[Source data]
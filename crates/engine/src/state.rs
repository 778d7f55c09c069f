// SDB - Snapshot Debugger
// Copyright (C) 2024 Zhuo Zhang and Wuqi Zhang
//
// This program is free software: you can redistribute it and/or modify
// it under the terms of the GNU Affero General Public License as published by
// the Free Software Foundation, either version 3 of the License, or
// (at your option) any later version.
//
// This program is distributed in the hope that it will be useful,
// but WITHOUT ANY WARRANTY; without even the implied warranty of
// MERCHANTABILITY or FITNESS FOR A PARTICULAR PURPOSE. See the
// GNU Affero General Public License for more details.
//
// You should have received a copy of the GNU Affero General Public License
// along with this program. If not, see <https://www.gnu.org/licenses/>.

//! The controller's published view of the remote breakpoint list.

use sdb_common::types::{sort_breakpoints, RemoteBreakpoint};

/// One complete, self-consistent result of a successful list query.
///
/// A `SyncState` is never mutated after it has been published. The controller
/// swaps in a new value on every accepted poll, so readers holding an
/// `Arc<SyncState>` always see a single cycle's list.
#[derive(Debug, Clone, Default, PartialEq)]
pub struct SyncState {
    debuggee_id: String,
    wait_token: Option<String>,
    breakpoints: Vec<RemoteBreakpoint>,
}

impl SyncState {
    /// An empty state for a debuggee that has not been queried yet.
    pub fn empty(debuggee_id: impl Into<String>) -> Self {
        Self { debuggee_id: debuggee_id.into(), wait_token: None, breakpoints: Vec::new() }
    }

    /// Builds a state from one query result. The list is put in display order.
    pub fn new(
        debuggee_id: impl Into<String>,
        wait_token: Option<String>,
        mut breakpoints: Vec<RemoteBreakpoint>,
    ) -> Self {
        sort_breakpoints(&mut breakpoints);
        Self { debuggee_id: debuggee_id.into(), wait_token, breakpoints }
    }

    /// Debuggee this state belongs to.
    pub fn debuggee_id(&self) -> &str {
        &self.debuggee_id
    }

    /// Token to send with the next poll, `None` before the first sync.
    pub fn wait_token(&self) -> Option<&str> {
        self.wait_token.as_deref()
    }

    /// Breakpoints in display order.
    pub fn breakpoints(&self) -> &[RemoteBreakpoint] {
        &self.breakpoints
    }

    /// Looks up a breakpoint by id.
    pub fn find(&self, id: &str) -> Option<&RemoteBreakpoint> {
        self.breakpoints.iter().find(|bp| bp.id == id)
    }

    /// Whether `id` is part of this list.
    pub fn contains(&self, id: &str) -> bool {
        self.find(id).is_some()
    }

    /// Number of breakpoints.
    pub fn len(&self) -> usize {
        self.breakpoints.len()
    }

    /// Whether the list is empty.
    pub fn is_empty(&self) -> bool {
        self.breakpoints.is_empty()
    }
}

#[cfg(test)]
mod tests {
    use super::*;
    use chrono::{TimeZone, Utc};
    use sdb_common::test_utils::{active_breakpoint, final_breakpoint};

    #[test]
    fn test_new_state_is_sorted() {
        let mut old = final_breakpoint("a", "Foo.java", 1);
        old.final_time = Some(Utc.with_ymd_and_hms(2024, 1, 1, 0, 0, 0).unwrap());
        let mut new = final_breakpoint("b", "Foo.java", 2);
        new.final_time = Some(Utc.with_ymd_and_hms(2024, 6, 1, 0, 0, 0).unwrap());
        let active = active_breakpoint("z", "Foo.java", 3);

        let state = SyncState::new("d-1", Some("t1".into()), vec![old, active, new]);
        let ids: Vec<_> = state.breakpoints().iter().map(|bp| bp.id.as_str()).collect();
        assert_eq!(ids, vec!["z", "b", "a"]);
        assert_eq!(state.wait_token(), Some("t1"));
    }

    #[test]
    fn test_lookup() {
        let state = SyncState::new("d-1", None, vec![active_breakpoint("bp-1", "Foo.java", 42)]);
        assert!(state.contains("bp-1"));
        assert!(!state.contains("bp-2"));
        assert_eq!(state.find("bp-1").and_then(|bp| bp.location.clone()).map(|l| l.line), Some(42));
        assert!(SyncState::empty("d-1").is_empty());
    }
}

- [EXERCISE DIRECTIONS]
What lines above hold the word "controller"? Pull each one out.

- [PROBLEM SOLUTION]
//! The controller's published view of the remote breakpoint list.
/// A `SyncState` is never mutated after it has been published. The controller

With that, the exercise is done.